I yearn to be reunited with someone. I can put a name to this person; perhaps you can too.
But is it the right name? What explains the churning, ever-haunting, disproportionate depth of this desire? Where does it come from, and where should it lead?
Reading Tim Keller’s The Prodigal God, I came across some typically lovely writing by C. S. Lewis, from his book The Weight of Glory:
“Our commonest expedient is to call [this yearning] beauty and behave as if that had settled the matter. Wordsworth’s expedient was to identify it with certain moments in his own past. But all this is a cheat. If Wordsworth had gone back to those moments in the past, he would not have found the thing itself, but only the reminder of it; what he remembered would turn out to be itself a remembering.
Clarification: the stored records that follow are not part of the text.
//! Data Transfer Objects for inbound webhooks
//!
//! DTOs mirror the JSON the source-control platform sends. Only the
//! fields the service actually reads are modelled; everything else in a
//! delivery is ignored by serde.

pub mod webhook;
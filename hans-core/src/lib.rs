//! Hans Core
//!
//! Core types for the hans hardware-in-the-loop CI service.
//!
//! This crate contains:
//! - Domain types: pipeline requests, commit status reports, timings, notifications
//! - DTOs: the subset of source-control webhook payloads the service consumes

pub mod domain;
pub mod dto;
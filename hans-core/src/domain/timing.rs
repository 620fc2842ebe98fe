//! Stage timing record

use std::fmt;
use std::time::Duration;

/// Wall-clock durations of the three measured stages of a run
#[derive(Debug, Clone, Copy, Default, PartialEq, Eq)]
pub struct TimingRecord {
    /// Clone plus optional merge
    pub git: Duration,
    pub build: Duration,
    pub hardware: Duration,
}

impl fmt::Display for TimingRecord {
    fn fmt(&self, f: &mut fmt::Formatter<'_>) -> fmt::Result {
        write!(
            f,
            "git: {:4.2}s build: {:4.2}s hw: {:4.2}s",
            self.git.as_secs_f64(),
            self.build.as_secs_f64(),
            self.hardware.as_secs_f64()
        )
    }
}
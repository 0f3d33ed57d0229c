#![forbid(unsafe_code)]
//! # crimper
//!
//! Strongly-typed core for LIMS EPP automations ("External Program
//! Plugins"): the small scripts a lab information system triggers from
//! buttons and workflow hooks. Each operation reads a **step snapshot**
//! (the object graph one step touches, as JSON), performs a narrow task
//! and writes its results back: UDF values into the snapshot, file
//! artifacts next to it.
//!
//! ## Highlights
//! - 🧮 **Formula engine**: spreadsheet-like UDF formulas with priority
//!   placeholders, recursive history lookups and a dedicated
//!   recursive-descent evaluator (no general-purpose eval anywhere).
//! - 🧬 **Index reconciliation**: reagent labels expand through static
//!   kit reference tables into literal index sequences, validated by
//!   pairwise edit distance before any samplesheet is rendered.
//! - 📄 **Instrument sheets**: run-manifest flavors (untrimmed, trimmed,
//!   PhiX-only, empty) bundled as a zip, nanopore samplesheets, ZPL
//!   barcode-label streams.
//!
//! ## Example
//! ```rust
//! // Expand a dual-index kit label and check two inline indices:
//! let idxs = crimper::indexes::expand_label("SI-TT-A1").unwrap();
//! assert_eq!(idxs.len(), 1);
//! assert_eq!(crimper::distance::edit_distance("ACGTACGT", "ACGTACGA"), 1);
//! // Evaluate a formula right-hand side:
//! let v = crimper::arith::eval("ng_ul(10, 'ng/ul', 300) * 5").unwrap();
//! assert_eq!(v, crimper::arith::Value::Num(50.0));
//! ```

pub mod arith;
pub mod distance;
pub mod epplog;
pub mod errors;
pub mod formula;
pub mod indexes;
pub mod manifest;
pub mod minknow;
pub mod model;
pub mod ops;
pub mod placement;
pub mod traceback;
pub mod units;
pub mod zebra;
pub mod data {
    pub mod ont;
    pub mod phix;
    pub mod smartseq;
    pub mod tenx;
}

pub use errors::{Error, Result};
pub use model::{Snapshot, UdfValue};

/// Crate version string (from `CARGO_PKG_VERSION`).
pub const VERSION: &str = env!("CARGO_PKG_VERSION");

#[cfg(test)]
mod api_tests {
    use super::*;

    #[test]
    fn snapshot_round_trips_through_json() {
        let snap = model::test_support::snapshot_with_pair();
        let text = serde_json::to_string(&snap).unwrap();
        let back = Snapshot::from_reader(text.as_bytes()).unwrap();
        assert_eq!(back.step.id, snap.step.id);
        assert_eq!(back.artifacts.len(), snap.artifacts.len());
    }
}
//! SMART-seq3 combinatorial plate-well index sets.
//!
//! A plate well (e.g. `SMARTSEQ3-1A`) carries *sets* of i7 and i5
//! sequences; expansion is the cartesian product of the two sets, so one
//! labeled sample yields several sheet rows. i5 is given in the forward
//! orientation and reverse-complemented at expansion time.

/// Index sets for one plate well.
#[derive(Clone, Copy, Debug, PartialEq, Eq)]
pub struct SmartseqWell {
    pub well: &'static str,
    pub i7: &'static [&'static str],
    pub i5: &'static [&'static str],
}

/// Stocked wells of the SMARTSEQ3 plate (columns 1-2, rows A-H).
pub const SMARTSEQ3_WELLS: &[SmartseqWell] = &[
    SmartseqWell { well: "SMARTSEQ3-1A", i7: &["GATCTGATTC", "TAAGTATGTT"], i5: &["TCAGCATGGC", "CACGGACCTA"] },
    SmartseqWell { well: "SMARTSEQ3-1B", i7: &["AACCCTTTCG", "GCATATTAAG"], i5: &["TCGTACCAGT", "TGTATAAAGT"] },
    SmartseqWell { well: "SMARTSEQ3-1C", i7: &["ACGACAAGCC", "TATCACCCTC"], i5: &["TAATGTGCGT", "GCTTTTCTGG"] },
    SmartseqWell { well: "SMARTSEQ3-1D", i7: &["AGGAATGAGT", "TTTAACAAGC"], i5: &["GTGAATGTGA", "AGACTTCCAA"] },
    SmartseqWell { well: "SMARTSEQ3-1E", i7: &["GATCATATGT", "CCGCGCCGAT"], i5: &["CTCCTTGCAA", "CCCAGCCAGT"] },
    SmartseqWell { well: "SMARTSEQ3-1F", i7: &["CCGATCTGGT", "CCGACTTTTC"], i5: &["AACAAAGCGG", "AGGGGATGGG"] },
    SmartseqWell { well: "SMARTSEQ3-1G", i7: &["GAGAAGCACT", "TAGGGACGGC"], i5: &["TTCAAGGTGG", "TCTTCAAGCT"] },
    SmartseqWell { well: "SMARTSEQ3-1H", i7: &["ACTCCGACGG", "GCTGTCTGAT"], i5: &["GTGGCTGGTG", "ACGCCCCGCT"] },
    SmartseqWell { well: "SMARTSEQ3-2A", i7: &["TTACCCTACG", "TTATGACGCT"], i5: &["TGGAAGTTCC", "GCTATCTAGT"] },
    SmartseqWell { well: "SMARTSEQ3-2B", i7: &["TGCTTAGAAA", "TTGCACTAGG"], i5: &["TCTGATTTTA", "GATATGAAAA"] },
    SmartseqWell { well: "SMARTSEQ3-2C", i7: &["GACAGGTTTC", "GCAACTAGGC"], i5: &["ATGACCTCAA", "TCGCTTTTAA"] },
    SmartseqWell { well: "SMARTSEQ3-2D", i7: &["CGATCCCTTG", "TTCGGAGAGG"], i5: &["GCCACATTAT", "ATGGGAGCAA"] },
    SmartseqWell { well: "SMARTSEQ3-2E", i7: &["GGCCCGTCCC", "GCACGATGAT"], i5: &["CATAGAGAGA", "TAACCACACG"] },
    SmartseqWell { well: "SMARTSEQ3-2F", i7: &["TTTTCGTGAG", "AGGGTTGAAA"], i5: &["ATGTTCGCCA", "ACTGTTTGTC"] },
    SmartseqWell { well: "SMARTSEQ3-2G", i7: &["CTGTTGGCAG", "TGATGGTACG"], i5: &["AAAGTTAACC", "TCGACAGCAC"] },
    SmartseqWell { well: "SMARTSEQ3-2H", i7: &["TCCGCCCTGG", "TTGCACCTGA"], i5: &["GTGGCGACCT", "ATGGTACATG"] },
];

/// Look up a plate well by its full code (e.g. `"SMARTSEQ3-1A"`).
pub fn smartseq_well(code: &str) -> Option<&'static SmartseqWell> {
    SMARTSEQ3_WELLS.iter().find(|w| w.well == code)
}

#[cfg(test)]
mod tests {
    use super::*;

    #[test]
    fn wells_expand_to_cartesian_products() {
        let w = smartseq_well("SMARTSEQ3-1A").unwrap();
        assert_eq!(w.i7.len() * w.i5.len(), 4);
        assert!(smartseq_well("SMARTSEQ3-9Z").is_none());
    }
}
The books or the music in which we thought the beauty was located will betray us if we trust to them; it was not in them, it only came through them, and what came through them was longing. These things – the beauty, the memory of our own past – are good images of what we really desire; but if they are mistaken for the thing itself they turn into dumb idols, breaking the hearts of their worshippers. For they are not the thing itself…”
“Our life-long nostalgia, our longing to be reunited with something in the universe from which we feel cut off, to be on the inside of some door which we have always seen from the outside, is no mere neurotic fancy, but the truest index of our real situation.”
Soon we will be truly reunited. And he will wipe each yearning tear finally from our eyes.